Tabish Hussain

Personal information
- Date of birth: 6 June 2001 (age 24)
- Place of birth: Bradford, England
- Height: 1.66 m (5 ft 5 in)
- Position: Winger

Team information
- Current team: Garforth Town

Youth career
- Eccleshill United
- 2017–2018: Guiseley

Senior career*
- Years: Team / Apps / (Gls)
- 2018–2020: Guiseley / 2 / (0)
- 2019: → Yorkshire Amateur (loan)
- 2019: → Eccleshill United (loan) / 11 / (4)
- 2020–2021: Bradford (Park Avenue) / 4 / (0)
- 2021–2022: Ossett United / 16 / (3)
- 2022–2023: Albion Sports
- 2023–: Garforth Town / 12 / (2)

International career^{‡}
- 2019–: Pakistan / 2 / (0)

= Tabish Hussain =

Pakistan international footballer

Tabish Hussain (born 6 June 2001) is a footballer who plays as a winger for Garforth Town. Born in England, he represents the Pakistan national team.

==Club career==
Born in Bradford, Hussain spent time with the youth teams of both Eccleshill United and Guiseley, before making his senior debut for Guiseley in the 2018–19 season. On 21 September 2019 Hussain joined Yorkshire Amateur on loan until 9 October 2019. Five days after returning to Guiseley, Hussain was loaned out to his former youth club, Eccleshill United.

In September 2020 he moved to Bradford (Park Avenue). He signed for Ossett United in May 2021.
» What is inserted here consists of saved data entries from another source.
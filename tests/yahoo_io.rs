/*!
Test Yahoo Finance CSV IO
*/
use chrono::NaiveDate;
use closeburn::data::{fake::*, yahoo::*, *};
use closeburn::Error;
use rand::rngs::StdRng;
use rand::SeedableRng;
use rand_distr::Normal;
use std::io::{Seek, SeekFrom};
use tempfile::tempfile;

fn fake_ticks(seed: u64) -> TickGen<TradingDays, StdRng> {
    TickGen {
        days: TradingDays(NaiveDate::from_ymd(2014, 1, 1)),
        prices: PriceRandomWalk {
            rng: StdRng::seed_from_u64(seed),
            price: 15.0,
            returns: Normal::new(0.0, 0.02).unwrap(),
            spread: Normal::new(0.0, 0.01).unwrap(),
            volume: Normal::new(2e7, 5e6).unwrap(),
        },
    }
}

#[test]
fn fake_data_roundtrip() {
    const TEST_DATA_LENGTH: usize = 2733;
    let ticks: Vec<Tick> = fake_ticks(11).take(TEST_DATA_LENGTH).collect();
    let mut tmp = tempfile().expect("Tempfile creation should not fail!");
    let written =
        write_ticks(&mut tmp, ticks.iter().copied()).expect("Writing test data should not fail!");
    assert_eq!(written, TEST_DATA_LENGTH);
    tmp.seek(SeekFrom::Start(0)).expect("Seek should not fail");
    let read_ticks = read_ticks(&mut tmp).expect("Reading test data should not fail");
    assert_eq!(ticks, read_ticks);
}

#[test]
fn reads_yahoo_export() {
    let csv = "\
Date,Open,High,Low,Close,Adj Close,Volume
2014-01-02,11.41,11.51,11.15,11.17,6.03,17624300
2014-01-03,11.15,11.25,10.83,10.91,5.89,19444000
";
    let ticks = read_ticks(csv.as_bytes()).unwrap();
    assert_eq!(ticks.len(), 2);
    assert_eq!(ticks[1].date, NaiveDate::from_ymd(2014, 1, 3));
    assert_eq!(ticks[1].adj_close, 5.89);
    let series = PriceSeries::from_ticks(&ticks).unwrap();
    assert_eq!(series.closes(), &[11.17, 10.91]);
}

#[test]
fn malformed_rows_are_errors() {
    let csv = "\
Date,Open,High,Low,Close,Adj Close,Volume
2014-01-02,11.41,11.51,11.15,oops,6.03,17624300
";
    assert!(matches!(read_ticks(csv.as_bytes()), Err(Error::Csv(_))));
}
/*!
Errors raised anywhere in the forecasting pipeline. All of them are fatal: nothing retries.
*/
use thiserror::Error;

/// A `closeburn` error
#[derive(Debug, Error)]
pub enum Error {
    /// The data source returned nothing usable
    #[error("no data available for {ticker:?}: {reason}")]
    DataUnavailable {
        /// The requested ticker
        ticker: String,
        /// What went wrong
        reason: String,
    },
    /// Every value of the series is identical, so it cannot be range-scaled
    #[error("cannot scale a degenerate series of {len} values all equal to {value}")]
    DegenerateSeries {
        /// The length of the series
        len: usize,
        /// The single value taken by the series
        value: f64,
    },
    /// Too few observations to form the requested windows
    #[error("insufficient data: {len} observations, window length {window}, split boundary {boundary}")]
    InsufficientData {
        /// The length of the series
        len: usize,
        /// The window length
        window: usize,
        /// The train/evaluation split boundary
        boundary: usize,
    },
    /// The model returned a different number of predictions than there are targets
    #[error("got {predictions} predictions for {targets} evaluation targets")]
    ShapeMismatch {
        /// The number of predictions
        predictions: usize,
        /// The number of targets
        targets: usize,
    },
    /// A price series violates ordering or finiteness
    #[error("invalid price series at index {index}: {reason}")]
    InvalidSeries {
        /// The offending index
        index: usize,
        /// What is wrong with it
        reason: String,
    },
    /// An operation was handed nothing to work on
    #[error("{0} is empty")]
    EmptyInput(&'static str),
    /// A configuration value is out of range
    #[error("invalid configuration: {0}")]
    InvalidConfig(String),
    /// An IO error
    #[error(transparent)]
    Io(#[from] std::io::Error),
    /// A CSV error
    #[error(transparent)]
    Csv(#[from] csv::Error),
    /// An HTTP transport error
    #[error(transparent)]
    Http(#[from] reqwest::Error),
    /// A JSON error
    #[error(transparent)]
    Json(#[from] serde_json::Error),
    /// A libtorch error
    #[cfg(feature = "lstm")]
    #[error(transparent)]
    Torch(#[from] tch::TchError),
}

/// A `Result` carrying a `closeburn` error
pub type Result<T> = std::result::Result<T, Error>;
/*!
Generate fake daily tick data, for testing purposes
*/
use super::Tick;
use chrono::{Datelike, Duration, NaiveDate, Weekday};
use rand::Rng;
use rand_distr::{Distribution, Normal};

/// Iterate over weekdays starting from (and including, if it is one) a given date
#[derive(Debug, Copy, Clone, Eq, PartialEq)]
pub struct TradingDays(pub NaiveDate);

impl Iterator for TradingDays {
    type Item = NaiveDate;
    fn next(&mut self) -> Option<NaiveDate> {
        while let Weekday::Sat | Weekday::Sun = self.0.weekday() {
            self.0 = self.0 + Duration::days(1);
        }
        let day = self.0;
        self.0 = day + Duration::days(1);
        Some(day)
    }
}

/// Generate daily closes as a geometric random walk
#[derive(Debug, Clone)]
pub struct PriceRandomWalk<R> {
    /// The RNG used by this random walk
    pub rng: R,
    /// The current price
    pub price: f64,
    /// The daily log-return distribution
    pub returns: Normal<f64>,
    /// The intraday spread distribution, as a fraction of the price
    pub spread: Normal<f64>,
    /// The daily volume distribution
    pub volume: Normal<f64>,
}

/// Generate tick data using a price generator and a date generator
#[derive(Debug, Clone)]
pub struct TickGen<D, R> {
    /// The date generator in use
    pub days: D,
    /// The price generator in use
    pub prices: PriceRandomWalk<R>,
}

impl<D, R> Iterator for TickGen<D, R>
where
    D: Iterator<Item = NaiveDate>,
    R: Rng,
{
    type Item = Tick;
    fn next(&mut self) -> Option<Tick> {
        let date = self.days.next()?;
        let walk = &mut self.prices;
        let open = walk.price;
        let close = open * walk.returns.sample(&mut walk.rng).exp();
        walk.price = close;
        let spread = walk.spread.sample(&mut walk.rng).abs();
        let high = open.max(close) * (1.0 + spread);
        let low = open.min(close) * (1.0 - spread).max(0.0);
        let volume = walk.volume.sample(&mut walk.rng).max(0.0).round();
        Some(Tick {
            date,
            open,
            high,
            low,
            close,
            adj_close: close,
            volume,
        })
    }
}
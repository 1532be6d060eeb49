/*!
Miscellaneous utilities for `closeburn`
*/

use crate::GpuFloat;
use chrono::{NaiveDate, TimeZone, Utc};
use num::{Float, NumCast};

/// Convert a calendar date to the unix timestamp of its midnight, UTC
pub fn to_timestamp(date: NaiveDate) -> i64 {
    Utc.from_utc_datetime(&date.and_hms(0, 0, 0)).timestamp()
}

/// Convert a unix timestamp, shifted by an exchange's offset from UTC in seconds, to the exchange's calendar date
pub fn exchange_date(timestamp: i64, gmtoffset: i64) -> Option<NaiveDate> {
    Utc.timestamp_opt(timestamp + gmtoffset, 0)
        .single()
        .map(|t| t.naive_utc().date())
}

/// Narrow a slice of floats to the GPU float type, mapping anything unrepresentable to zero
pub fn to_gpu<F: Float>(values: &[F]) -> impl Iterator<Item = GpuFloat> + '_ {
    values
        .iter()
        .map(|v| NumCast::from(*v).unwrap_or(0.0))
}

/// The arithmetic mean of a slice, or `None` if it is empty
pub fn mean(values: &[f64]) -> Option<f64> {
    if values.is_empty() {
        None
    } else {
        Some(values.iter().sum::<f64>() / values.len() as f64)
    }
}

#[cfg(test)]
mod tests {
    use super::*;

    #[test]
    fn timestamps_round_trip_through_dates() {
        let date = NaiveDate::from_ymd(2014, 1, 2);
        assert_eq!(to_timestamp(date), 1_388_620_800);
        assert_eq!(exchange_date(to_timestamp(date), 0), Some(date));
        // 14:30 UTC is 09:30 in New York, same day
        assert_eq!(exchange_date(1_388_673_000, -18_000), Some(date));
    }

    #[test]
    fn test_mean() {
        assert_eq!(mean(&[]), None);
        assert_eq!(mean(&[1.0, 2.0, 6.0]), Some(3.0));
    }

    #[test]
    fn gpu_narrowing() {
        let narrowed: Vec<f32> = to_gpu(&[0.5f64, 2.0]).collect();
        assert_eq!(narrowed, vec![0.5f32, 2.0]);
    }
}
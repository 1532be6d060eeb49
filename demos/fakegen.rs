/*!
Generate some fake daily tick data and write it to stdout as CSV
*/
use anyhow::format_err;
use chrono::NaiveDate;
use clap::{App, Arg};
use closeburn::data::fake::*;
use closeburn::data::yahoo::write_ticks;
use rand::rngs::StdRng;
use rand::SeedableRng;
use rand_distr::Normal;
use std::io::stdout;

fn main() -> anyhow::Result<()> {
    let matches = App::new("Fake Daily History")
        .version("1.0")
        .author("Jad Elkhaleq Ghalayini <jad.ghalayini@mail.utoronto.ca>")
        .about("Generates daily stock data as a geometric random walk, in Yahoo Finance CSV layout")
        .arg(
            Arg::with_name("DAYS")
                .help("Number of trading days to generate")
                .required(true)
                .index(1),
        )
        .arg(
            Arg::with_name("start")
                .long("start")
                .help("First trading day, YYYY-MM-DD")
                .takes_value(true),
        )
        .arg(
            Arg::with_name("seed")
                .short("s")
                .long("seed")
                .help("RNG seed")
                .takes_value(true),
        )
        .get_matches();

    let days = usize::from_str_radix(matches.value_of("DAYS").unwrap_or("0"), 10)?;
    let start = NaiveDate::parse_from_str(matches.value_of("start").unwrap_or("2014-01-01"), "%Y-%m-%d")?;
    let rng = match matches.value_of("seed") {
        Some(seed) => StdRng::seed_from_u64(u64::from_str_radix(seed, 10)?),
        None => StdRng::from_entropy(),
    };
    let prices = PriceRandomWalk {
        rng,
        price: 15.0,
        returns: Normal::new(0.0, 0.025).map_err(|err| format_err!("{:?}", err))?,
        spread: Normal::new(0.0, 0.01).map_err(|err| format_err!("{:?}", err))?,
        volume: Normal::new(2e7, 6e6).map_err(|err| format_err!("{:?}", err))?,
    };
    let ticks = TickGen {
        days: TradingDays(start),
        prices,
    };
    let written = write_ticks(stdout(), ticks.take(days))?;
    eprintln!("Generated {} ticks", written);
    Ok(())
}
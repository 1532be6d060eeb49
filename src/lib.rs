/*!
One-step-ahead forecasting of a stock's daily closing price, written in Rust as an experiment.

Daily history is pulled from [Yahoo Finance](https://finance.yahoo.com/) (or a CSV file in the same
format), the closes are min-max scaled, cut into fixed-length windows, and fed to a small stacked
LSTM running on PyTorch bindings. The held-out tail is then predicted, unscaled and scored by RMSE.
*/
#![forbid(missing_docs)]

pub mod config;
pub mod data;
pub mod error;
pub mod eval;
#[cfg(feature = "lstm")]
pub mod lstm;
pub mod model;
pub mod pipeline;
pub mod util;

pub use error::{Error, Result};

/// The floating point type to be used for CPU calculations
pub type CpuFloat = f64;

/// The floating point type to be used for GPU calculations
pub type GpuFloat = f32;
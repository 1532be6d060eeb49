/*!
The boundary between the pipeline and whatever does the forecasting.

Models are plain values owned by the caller: build one, `fit` it on the training windows, then `predict` the
evaluation windows with it.
*/
use crate::data::window::Window;
use crate::{Error, Result};
use rand::rngs::StdRng;
use rand::seq::SliceRandom;
use rand::SeedableRng;
use serde::{Deserialize, Serialize};

/// The forecaster to use when none is named: the LSTM if it is built in, persistence otherwise
#[cfg(feature = "lstm")]
pub const DEFAULT_FORECASTER: &str = "lstm";
/// The forecaster to use when none is named: the LSTM if it is built in, persistence otherwise
#[cfg(not(feature = "lstm"))]
pub const DEFAULT_FORECASTER: &str = "persistence";

/// How to train a model
#[derive(Debug, Clone, PartialEq, Serialize, Deserialize)]
#[serde(default)]
pub struct TrainConfig {
    /// The number of passes over the training windows
    pub epochs: usize,
    /// The number of windows per optimizer step
    pub batch_size: usize,
    /// The optimizer's learning rate
    pub learning_rate: f64,
    /// Whether to visit training windows in a random order each epoch
    pub shuffle: bool,
    /// The seed for shuffling. Drawn from entropy if unset.
    pub seed: Option<u64>,
}

impl Default for TrainConfig {
    fn default() -> TrainConfig {
        TrainConfig {
            epochs: 1,
            batch_size: 1,
            learning_rate: 0.001,
            shuffle: true,
            seed: None,
        }
    }
}

impl TrainConfig {
    /// Check that every value is usable
    pub fn validate(&self) -> Result<()> {
        if self.epochs == 0 {
            return Err(Error::InvalidConfig("epochs must be positive".into()));
        }
        if self.batch_size == 0 {
            return Err(Error::InvalidConfig("batch size must be positive".into()));
        }
        if !(self.learning_rate > 0.0 && self.learning_rate.is_finite()) {
            return Err(Error::InvalidConfig(format!(
                "learning rate {} must be positive",
                self.learning_rate
            )));
        }
        Ok(())
    }

    /// The order to visit `len` training rows in, one `Vec` per epoch.
    ///
    /// Only whole rows move: a window always stays paired with its own target.
    pub fn epoch_orders(&self, len: usize) -> Vec<Vec<usize>> {
        let mut rng = match self.seed {
            Some(seed) => StdRng::seed_from_u64(seed),
            None => StdRng::from_entropy(),
        };
        (0..self.epochs)
            .map(|_| {
                let mut order: Vec<usize> = (0..len).collect();
                if self.shuffle {
                    order.shuffle(&mut rng);
                }
                order
            })
            .collect()
    }
}

/// Loss statistics from a training run
#[derive(Debug, Clone, Default, PartialEq)]
pub struct TrainSummary {
    /// The number of epochs run
    pub epochs: usize,
    /// The number of optimizer steps taken
    pub batches: usize,
    /// The mean batch loss of the last epoch
    pub final_loss: f64,
    /// The mean batch loss over all epochs
    pub mean_loss: f64,
}

/// A one-step-ahead forecaster over scaled windows
pub trait Forecaster {
    /// Train on windows and their targets
    fn fit(&mut self, windows: &[Window]) -> Result<TrainSummary>;
    /// Predict the target of every window, in order
    fn predict(&self, windows: &[Window]) -> Result<Vec<f64>>;
}

/// The naive forecaster: tomorrow's close is today's close
#[derive(Debug, Copy, Clone, Default, Eq, PartialEq)]
pub struct Persistence;

impl Forecaster for Persistence {
    fn fit(&mut self, windows: &[Window]) -> Result<TrainSummary> {
        let n = windows.len().max(1) as f64;
        let loss = windows
            .iter()
            .map(|w| (w.input.last().copied().unwrap_or(0.0) - w.target).powi(2))
            .sum::<f64>()
            / n;
        Ok(TrainSummary {
            epochs: 0,
            batches: 0,
            final_loss: loss,
            mean_loss: loss,
        })
    }

    fn predict(&self, windows: &[Window]) -> Result<Vec<f64>> {
        windows
            .iter()
            .map(|w| {
                w.input
                    .last()
                    .copied()
                    .ok_or(Error::EmptyInput("persistence input window"))
            })
            .collect()
    }
}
He moved to Albion Sports in June 2022, and to Garforth Town in June 2023.

==International career==
In May 2019 he was called up by the Pakistan national team for a training camp. He made his national team debut on 6 June 2019 in a 2022 FIFA World Cup qualifier against Cambodia, as an 84th-minute substitute for Muhammad Ali.

In July 2022 he was selected to represent the Kashmir FA.